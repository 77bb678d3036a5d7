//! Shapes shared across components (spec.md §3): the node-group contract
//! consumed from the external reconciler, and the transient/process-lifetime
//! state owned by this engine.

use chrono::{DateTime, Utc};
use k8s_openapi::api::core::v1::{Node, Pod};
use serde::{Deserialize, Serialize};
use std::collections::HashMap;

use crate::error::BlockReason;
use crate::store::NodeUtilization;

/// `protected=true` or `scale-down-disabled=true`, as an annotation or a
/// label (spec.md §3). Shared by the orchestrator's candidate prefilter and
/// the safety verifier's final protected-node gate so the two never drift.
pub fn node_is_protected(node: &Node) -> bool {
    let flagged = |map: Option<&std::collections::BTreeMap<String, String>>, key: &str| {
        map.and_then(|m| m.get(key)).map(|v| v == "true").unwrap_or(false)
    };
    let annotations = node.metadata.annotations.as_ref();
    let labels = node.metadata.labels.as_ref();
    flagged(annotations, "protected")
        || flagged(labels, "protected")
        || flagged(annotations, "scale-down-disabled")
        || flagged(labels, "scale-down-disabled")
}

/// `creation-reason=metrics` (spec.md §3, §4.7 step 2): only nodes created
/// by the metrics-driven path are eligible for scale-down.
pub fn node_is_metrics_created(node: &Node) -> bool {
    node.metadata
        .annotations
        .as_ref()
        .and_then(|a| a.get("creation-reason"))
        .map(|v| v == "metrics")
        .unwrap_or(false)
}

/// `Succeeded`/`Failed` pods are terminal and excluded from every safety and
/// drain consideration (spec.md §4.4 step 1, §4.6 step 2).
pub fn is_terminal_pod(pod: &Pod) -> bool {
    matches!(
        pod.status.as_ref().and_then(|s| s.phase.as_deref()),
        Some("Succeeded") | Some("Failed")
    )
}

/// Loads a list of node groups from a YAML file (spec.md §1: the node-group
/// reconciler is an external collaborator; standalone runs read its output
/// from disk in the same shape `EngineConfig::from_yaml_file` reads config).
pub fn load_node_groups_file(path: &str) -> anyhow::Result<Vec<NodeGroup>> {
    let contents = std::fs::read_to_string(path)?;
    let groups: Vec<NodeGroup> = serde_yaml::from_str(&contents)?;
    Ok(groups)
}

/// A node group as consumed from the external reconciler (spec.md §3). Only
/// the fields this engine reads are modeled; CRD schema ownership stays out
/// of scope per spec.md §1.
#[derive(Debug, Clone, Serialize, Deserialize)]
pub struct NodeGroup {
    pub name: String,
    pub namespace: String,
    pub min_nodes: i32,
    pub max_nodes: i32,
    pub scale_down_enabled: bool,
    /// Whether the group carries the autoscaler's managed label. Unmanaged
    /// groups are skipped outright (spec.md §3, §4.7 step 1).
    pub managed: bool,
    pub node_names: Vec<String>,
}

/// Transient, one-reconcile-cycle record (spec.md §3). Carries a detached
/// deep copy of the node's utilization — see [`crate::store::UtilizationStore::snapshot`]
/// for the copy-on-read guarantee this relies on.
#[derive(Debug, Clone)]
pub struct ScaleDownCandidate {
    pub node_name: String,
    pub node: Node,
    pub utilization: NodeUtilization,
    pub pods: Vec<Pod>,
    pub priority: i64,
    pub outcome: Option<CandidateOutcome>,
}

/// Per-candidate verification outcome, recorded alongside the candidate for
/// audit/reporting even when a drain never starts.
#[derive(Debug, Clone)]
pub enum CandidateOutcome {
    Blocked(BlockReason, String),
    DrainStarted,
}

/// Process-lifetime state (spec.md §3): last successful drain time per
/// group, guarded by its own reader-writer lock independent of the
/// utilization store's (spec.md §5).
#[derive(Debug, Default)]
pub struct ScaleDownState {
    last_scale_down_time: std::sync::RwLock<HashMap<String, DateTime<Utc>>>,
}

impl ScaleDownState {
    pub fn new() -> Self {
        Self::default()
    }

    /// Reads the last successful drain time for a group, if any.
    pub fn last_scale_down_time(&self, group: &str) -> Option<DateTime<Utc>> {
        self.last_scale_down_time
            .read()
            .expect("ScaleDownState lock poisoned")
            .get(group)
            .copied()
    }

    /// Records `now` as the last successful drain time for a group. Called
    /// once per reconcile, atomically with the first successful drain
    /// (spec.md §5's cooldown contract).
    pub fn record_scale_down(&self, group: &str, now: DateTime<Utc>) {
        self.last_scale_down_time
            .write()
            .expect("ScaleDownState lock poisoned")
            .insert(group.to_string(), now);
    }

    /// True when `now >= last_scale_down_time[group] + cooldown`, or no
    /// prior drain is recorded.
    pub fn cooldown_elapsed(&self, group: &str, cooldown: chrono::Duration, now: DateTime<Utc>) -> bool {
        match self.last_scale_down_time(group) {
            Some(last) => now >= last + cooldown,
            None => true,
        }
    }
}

+--

All of the records go in your answer, copied exactly.

■ Response area ■
repository 77bb678d3036a5d7
//! Shapes shared across components (spec.md §3): the node-group contract
//! consumed from the external reconciler, and the transient/process-lifetime
//! state owned by this engine.

use chrono::{DateTime, Utc};
use k8s_openapi::api::core::v1::{Node, Pod};
use serde::{Deserialize, Serialize};
use std::collections::HashMap;

use crate::error::BlockReason;
use crate::store::NodeUtilization;

/// `protected=true` or `scale-down-disabled=true`, as an annotation or a
/// label (spec.md §3). Shared by the orchestrator's candidate prefilter and
/// the safety verifier's final protected-node gate so the two never drift.
pub fn node_is_protected(node: &Node) -> bool {
    let flagged = |map: Option<&std::collections::BTreeMap<String, String>>, key: &str| {
        map.and_then(|m| m.get(key)).map(|v| v == "true").unwrap_or(false)
    };
    let annotations = node.metadata.annotations.as_ref();
    let labels = node.metadata.labels.as_ref();
    flagged(annotations, "protected")
        || flagged(labels, "protected")
        || flagged(annotations, "scale-down-disabled")
        || flagged(labels, "scale-down-disabled")
}

/// `creation-reason=metrics` (spec.md §3, §4.7 step 2): only nodes created
/// by the metrics-driven path are eligible for scale-down.
pub fn node_is_metrics_created(node: &Node) -> bool {
    node.metadata
        .annotations
        .as_ref()
        .and_then(|a| a.get("creation-reason"))
        .map(|v| v == "metrics")
        .unwrap_or(false)
}

/// `Succeeded`/`Failed` pods are terminal and excluded from every safety and
/// drain consideration (spec.md §4.4 step 1, §4.6 step 2).
pub fn is_terminal_pod(pod: &Pod) -> bool {
    matches!(
        pod.status.as_ref().and_then(|s| s.phase.as_deref()),
        Some("Succeeded") | Some("Failed")
    )
}

/// Loads a list of node groups from a YAML file (spec.md §1: the node-group
/// reconciler is an external collaborator; standalone runs read its output
/// from disk in the same shape `EngineConfig::from_yaml_file` reads config).
pub fn load_node_groups_file(path: &str) -> anyhow::Result<Vec<NodeGroup>> {
    let contents = std::fs::read_to_string(path)?;
    let groups: Vec<NodeGroup> = serde_yaml::from_str(&contents)?;
    Ok(groups)
}

/// A node group as consumed from the external reconciler (spec.md §3). Only
/// the fields this engine reads are modeled; CRD schema ownership stays out
/// of scope per spec.md §1.
#[derive(Debug, Clone, Serialize, Deserialize)]
pub struct NodeGroup {
    pub name: String,
    pub namespace: String,
    pub min_nodes: i32,
    pub max_nodes: i32,
    pub scale_down_enabled: bool,
    /// Whether the group carries the autoscaler's managed label. Unmanaged
    /// groups are skipped outright (spec.md §3, §4.7 step 1).
    pub managed: bool,
    pub node_names: Vec<String>,
}

/// Transient, one-reconcile-cycle record (spec.md §3). Carries a detached
/// deep copy of the node's utilization — see [`crate::store::UtilizationStore::snapshot`]
/// for the copy-on-read guarantee this relies on.
#[derive(Debug, Clone)]
pub struct ScaleDownCandidate {
    pub node_name: String,
    pub node: Node,
    pub utilization: NodeUtilization,
    pub pods: Vec<Pod>,
    pub priority: i64,
    pub outcome: Option<CandidateOutcome>,
}

/// Per-candidate verification outcome, recorded alongside the candidate for
/// audit/reporting even when a drain never starts.
#[derive(Debug, Clone)]
pub enum CandidateOutcome {
    Blocked(BlockReason, String),
    DrainStarted,
}

/// Process-lifetime state (spec.md §3): last successful drain time per
/// group, guarded by its own reader-writer lock independent of the
/// utilization store's (spec.md §5).
#[derive(Debug, Default)]
pub struct ScaleDownState {
    last_scale_down_time: std::sync::RwLock<HashMap<String, DateTime<Utc>>>,
}

impl ScaleDownState {
    pub fn new() -> Self {
        Self::default()
    }

    /// Reads the last successful drain time for a group, if any.
    pub fn last_scale_down_time(&self, group: &str) -> Option<DateTime<Utc>> {
        self.last_scale_down_time
            .read()
            .expect("ScaleDownState lock poisoned")
            .get(group)
            .copied()
    }

    /// Records `now` as the last successful drain time for a group. Called
    /// once per reconcile, atomically with the first successful drain
    /// (spec.md §5's cooldown contract).
    pub fn record_scale_down(&self, group: &str, now: DateTime<Utc>) {
        self.last_scale_down_time
            .write()
            .expect("ScaleDownState lock poisoned")
            .insert(group.to_string(), now);
    }

    /// True when `now >= last_scale_down_time[group] + cooldown`, or no
    /// prior drain is recorded.
    pub fn cooldown_elapsed(&self, group: &str, cooldown: chrono::Duration, now: DateTime<Utc>) -> bool {
        match self.last_scale_down_time(group) {
            Some(last) => now >= last + cooldown,
            None => true,
        }
    }
}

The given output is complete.